Writer Phil Lord follows his winning scripts for Cloudy with a Chance of Meatballs and The Lego Movie with an even bigger bulls-eye, one that manages to honor franchise traditions as it’s letting in some fresh, hip, and often very funny air.

In the hands of directors Bob Persichetti, Peter Ramsey and Rodney Rothman, the story bursts to vibrant life. The dazzling animation gives a big soul kiss to comic books and pushes nearly every frame to its action-following limit.

This Spider-Man is filled with everything you want in a superhero flick today. There are compelling characters and engaging conflicts within a diverse climate, and a vital, clearly defined message of empowerment that stays above the type of pandering sure to bring eye-rolls from a kid’s b.s.detector.

And man, is it fun. That still works, too.

 

 

Mortal Engines

by Cat McAlpine, MaddWolf.com

As the credits rolled, I turned to my friend  and said, with horror, “I think that would’ve been better…as a trilogy.”

What’s that? You’ve had your fill of YA Dystopian trilogies? You’re darn right.

But Mortal Engines suffers from the age-old curse of having a book’s worth of content in a single movie. And while that movie is OVER TWO HOURS LONG, it still feels overstuffed with backstories and subplots around the basic premise: large, predator cities on wheels roam the landscape consuming weaker cities.

It starts off well.

Okay. That’s a lie. It starts off with an exposition voice over providing bare minimum world-building that we get again in dialogue, not 10 minutes later.

Then, it starts off well. We’re treated to an opening high speed chase that delightfully plays like the bastard child of Howl’s Moving Castle and Mad Max: Fury Road that Mortal Engines so desperately wants to be.

Robert Sheehan is effortlessly lovable as Tom. Hera Hilmer is brooding and feral as Hester Shaw. And to the credit of both, Tom and Hester have some sputtering chemistry. There’s just nothing in the script to support a real connection between them. Which leaves Hugo Weaving to shine as he savors his villainous role, simplified though it is, as Thaddeus Valentine, .

With fun action sequences, CGI that melds almost seamlessly with the set, and a rousing score the movie is set up for success. Despite director Christian Rivers’s best efforts, ultimately the script just isn’t good. Penned by Fran Walsh, Philippa Boyens and Peter Jackson (who also produced) the Mortal Engines script stuffs so much context into two hours that it all but abandons real character development. And decent dialogue.

The ending of the Mortal Engines novel, the first in a series of four, is much more emotionally complicated than that of the film. The film, in fact, is painfully predictable.
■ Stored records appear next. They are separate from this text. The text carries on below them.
use approx::assert_abs_diff_eq;
use ndarray::{array, Array1};
use rand::rngs::StdRng;
use rand::{Rng, SeedableRng};
use rstest::rstest;

use msutree::data::{AdapterError, AttributeMeta};
use msutree::repr::{ClassDistribution, Split, TreeNode};
use msutree::testing::{correlated_nominal, random_classification, xor_dataset};
use msutree::training::{CapabilityError, MsuTreeTrainer, TrainError, TreeParams};
use msutree::Dataset;

use super::init_tracing;

fn builder() -> msutree::training::TreeParamsBuilder {
    TreeParams::builder()
}

#[test]
fn correlated_nominal_attribute_gives_two_pure_leaves() {
    init_tracing();
    let ds = correlated_nominal();
    let params = builder().n_candidates(2).min_instances(1.0).build().unwrap();
    let tree = MsuTreeTrainer::new(params).train(&ds).unwrap();

    let TreeNode::Internal(root) = tree.root() else {
        panic!("root should split");
    };
    assert_eq!(
        root.split,
        Split::Nominal {
            attribute: 0,
            n_categories: 2
        }
    );
    assert_eq!(tree.n_nodes(), 3);
    assert_eq!(tree.n_leaves(), 2);

    let leaves: Vec<_> = root
        .children
        .iter()
        .map(|&c| match tree.node(c) {
            TreeNode::Leaf(leaf) => leaf.distribution.clone(),
            TreeNode::Internal(_) => panic!("children should be leaves"),
        })
        .collect();
    assert_eq!(
        leaves,
        vec![
            ClassDistribution::Observed(vec![4.0, 0.0]),
            ClassDistribution::Observed(vec![0.0, 4.0])
        ]
    );
    assert_eq!(tree.validate(), Ok(()));
}

#[test]
fn empty_training_set_gives_unobserved_leaf() {
    let empty = Array1::<f64>::zeros(0);
    let ds = Dataset::builder()
        .add_numeric("x", empty.view())
        .nominal_target("y", ["a", "b"], empty.view())
        .build()
        .unwrap();
    let params = builder().do_not_check_capabilities(true).build().unwrap();
    let tree = MsuTreeTrainer::new(params).train(&ds).unwrap();

    assert_eq!(tree.n_nodes(), 1);
    assert!(tree.root().is_unobserved_leaf());
    assert_eq!(tree.predict_proba(&[1.0]), None);

    let params = builder()
        .do_not_check_capabilities(true)
        .allow_unclassified(true)
        .build()
        .unwrap();
    let tree = MsuTreeTrainer::new(params).train(&ds).unwrap();
    assert_eq!(tree.predict_proba(&[1.0]), Some(vec![0.0, 0.0]));
}

#[test]
fn empty_training_set_is_rejected_by_capability_check() {
    let empty = Array1::<f64>::zeros(0);
    let ds = Dataset::builder()
        .add_numeric("x", empty.view())
        .nominal_target("y", ["a", "b"], empty.view())
        .build()
        .unwrap();
    let err = MsuTreeTrainer::new(TreeParams::default()).train(&ds).unwrap_err();
    assert!(matches!(
        err,
        TrainError::Capability(CapabilityError::NotEnoughInstances { .. })
    ));
}

#[rstest]
#[case(1)]
#[case(7)]
#[case(42)]
fn max_depth_one_gives_stump(#[case] seed: u64) {
    let ds = random_classification(200, 2, 2, 3, seed, 0.1, 0.0);
    let params = builder().max_depth(1).seed(seed).build().unwrap();
    let tree = MsuTreeTrainer::new(params).train(&ds).unwrap();

    let TreeNode::Internal(root) = tree.root() else {
        panic!("root should split");
    };
    for &child in &root.children {
        assert!(tree.node(child).is_leaf());
    }
    assert_eq!(tree.depth(), 1);
}

#[test]
fn ties_go_to_lower_attribute_id() {
    // Two identical copies of the class.
    let y = array![0.0, 0.0, 1.0, 1.0, 0.0, 1.0];
    let ds = Dataset::builder()
        .add_nominal("first", ["a", "b"], y.view())
        .add_nominal("second", ["a", "b"], y.view())
        .nominal_target("y", ["a", "b"], y.view())
        .build()
        .unwrap();

    for seed in 0..20 {
        let params = builder().n_candidates(2).seed(seed).build().unwrap();
        let tree = MsuTreeTrainer::new(params).train(&ds).unwrap();
        let TreeNode::Internal(root) = tree.root() else {
            panic!("root should split");
        };
        assert_eq!(root.split.attribute(), 0, "seed {seed}");
    }
}

#[test]
fn ties_between_wide_identical_columns_go_to_lower_id() {
    let mut rng = StdRng::seed_from_u64(17);
    let rows = 2000;
    let wide: Array1<f64> = (0..rows).map(|_| rng.gen_range(0..7) as f64).collect();
    let other: Array1<f64> = (0..rows).map(|_| rng.gen_range(0..5) as f64).collect();
    let y: Array1<f64> = wide
        .iter()
        .map(|&w| {
            if rng.gen::<f64>() < 0.7 {
                (w as usize % 4) as f64
            } else {
                rng.gen_range(0..4) as f64
            }
        })
        .collect();

    let categories = ["a", "b", "c", "d", "e", "f", "g"];
    let ds = Dataset::builder()
        .add_nominal("first", categories, wide.view())
        .add_nominal("second", categories, wide.view())
        .add_nominal("other", ["p", "q", "r", "s", "t"], other.view())
        .nominal_target("y", ["y0", "y1", "y2", "y3"], y.view())
        .build()
        .unwrap();

    for seed in 0..30 {
        let params = builder().n_candidates(3).seed(seed).build().unwrap();
        let tree = MsuTreeTrainer::new(params).train(&ds).unwrap();
        let TreeNode::Internal(root) = tree.root() else {
            panic!("root should split");
        };
        assert_eq!(root.split.attribute(), 0, "seed {seed}");
    }
}

#[test]
fn random_tie_breaking_keeps_first_drawn() {
    let y = array![0.0, 0.0, 1.0, 1.0, 0.0, 1.0];
    let ds = Dataset::builder()
        .add_nominal("first", ["a", "b"], y.view())
        .add_nominal("second", ["a", "b"], y.view())
        .nominal_target("y", ["a", "b"], y.view())
        .build()
        .unwrap();

    let mut chosen = std::collections::HashSet::new();
    for seed in 0..32 {
        let params = builder()
            .n_candidates(2)
            .seed(seed)
            .break_ties_randomly(true)
            .build()
            .unwrap();
        let tree = MsuTreeTrainer::new(params).train(&ds).unwrap();
        let TreeNode::Internal(root) = tree.root() else {
            panic!("root should split");
        };
        chosen.insert(root.split.attribute());
    }
    assert_eq!(chosen.len(), 2);
}

#[test]
fn pure_node_is_a_leaf() {
    let ds = Dataset::builder()
        .add_nominal("c", ["a", "b"], array![0.0, 1.0, 0.0, 1.0].view())
        .add_numeric("x", array![1.0, 2.0, 3.0, 4.0].view())
        .nominal_target("y", ["a", "b"], array![1.0, 1.0, 1.0, 1.0].view())
        .build()
        .unwrap();
    let params = builder().min_instances(0.0).max_depth(0).build().unwrap();
    let tree = MsuTreeTrainer::new(params).train(&ds).unwrap();

    assert_eq!(tree.n_nodes(), 1);
    assert_eq!(tree.predict_proba(&[0.0, 1.0]), Some(vec![0.0, 1.0]));
}

#[test]
fn same_seed_gives_identical_trees() {
    let ds = random_classification(300, 3, 3, 3, 9, 0.2, 0.0);
    let params = builder().seed(123).build().unwrap();

    let a = MsuTreeTrainer::new(params.clone()).train(&ds).unwrap();
    let b = MsuTreeTrainer::new(params).train(&ds).unwrap();

    assert_eq!(a.nodes(), b.nodes());
    assert_eq!(a.to_string(), b.to_string());
}

#[test]
fn interaction_is_found_through_the_path() {
    let ds = xor_dataset();
    let params = builder().n_candidates(2).build().unwrap();
    let tree = MsuTreeTrainer::new(params).train(&ds).unwrap();

    for row in 0..ds.n_instances() {
        let values = [ds.value(0, row), ds.value(1, row)];
        assert_eq!(tree.predict(&values), Some(ds.target(row)));
    }
    assert_eq!(tree.depth(), 2);
}

#[test]
fn learns_structured_data() {
    init_tracing();
    let ds = random_classification(400, 2, 2, 3, 5, 0.0, 0.0);
    let tree = MsuTreeTrainer::new(TreeParams::default()).train(&ds).unwrap();
    assert_eq!(tree.validate(), Ok(()));

    let predictions = tree.predict_dataset(&ds);
    let correct = predictions
        .iter()
        .zip(ds.targets())
        .filter(|(p, y)| p == y)
        .count();
    assert!(correct as f64 / ds.n_instances() as f64 > 0.95);
}

#[test]
fn missing_values_need_capability_override() {
    let ds = random_classification(200, 2, 2, 2, 3, 0.1, 0.15);
    let err = MsuTreeTrainer::new(TreeParams::default()).train(&ds).unwrap_err();
    assert!(matches!(
        err,
        TrainError::Capability(CapabilityError::MissingValues { .. })
    ));

    let params = builder().do_not_check_capabilities(true).build().unwrap();
    let tree = MsuTreeTrainer::new(params).train(&ds).unwrap();
    assert_eq!(tree.validate(), Ok(()));

    let values = vec![f64::NAN; ds.n_attributes()];
    let probs = tree.predict_proba(&values).unwrap();
    assert_abs_diff_eq!(probs.iter().sum::<f64>(), 1.0, epsilon = 1e-9);
}

#[test]
fn string_attribute_is_rejected() {
    let ds = Dataset::builder()
        .add_attribute(AttributeMeta::string("text"), array![0.0, 1.0, 2.0, 3.0].view())
        .nominal_target("y", ["a", "b"], array![0.0, 1.0, 0.0, 1.0].view())
        .build()
        .unwrap();

    let err = MsuTreeTrainer::new(TreeParams::default()).train(&ds).unwrap_err();
    assert!(matches!(
        err,
        TrainError::Capability(CapabilityError::UnsupportedAttribute { .. })
    ));

    // Without the check, the categorical view refuses it.
    let params = builder().do_not_check_capabilities(true).build().unwrap();
    let err = MsuTreeTrainer::new(params).train(&ds).unwrap_err();
    assert!(matches!(
        err,
        TrainError::Adapter(AdapterError::UnsupportedAttribute { .. })
    ));
}

#[test]
fn renders_tree_text() {
    let ds = correlated_nominal();
    let params = builder().n_candidates(2).build().unwrap();
    let tree = MsuTreeTrainer::new(params).train(&ds).unwrap();

    assert_eq!(
        tree.to_string(),
        "MsuTree\n=======\n\nc = a : no (4/0)\nc = b : yes (4/0)\n\nSize of the tree : 3"
    );
}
The more I investigate the source material (thanks Wikipedia) the more it seems the writers have sacrificed all the wrong parts of this story to make it more marketable.

Mortal Engines has a lot to say about colonialism, class struggles, capitalism, environmentalism, life after death, the will to live, and the courage to love. But it’s boiled all of its points down to catchphrases delivered in passing by characters whose names you can’t remember.

The whole B plot and an easy five supporting characters could’ve been cut to give this story room to breathe. Instead, supporting characters randomly disappear to never be heard from again. An additional tragic backstory adds roughly 40 minutes. While these moving parts may fill out a novel; they bloat a two hour adaptation.

Every time a new wonder was unveiled—an elevator made from the London Eye or a city floating among the clouds—I giggled with glee. Every time someone opened their mouths, I rolled my eyes. Mortal Engines exists in a fascinating and bizarre world, but we’re never really given the opportunity to fall in love with that world.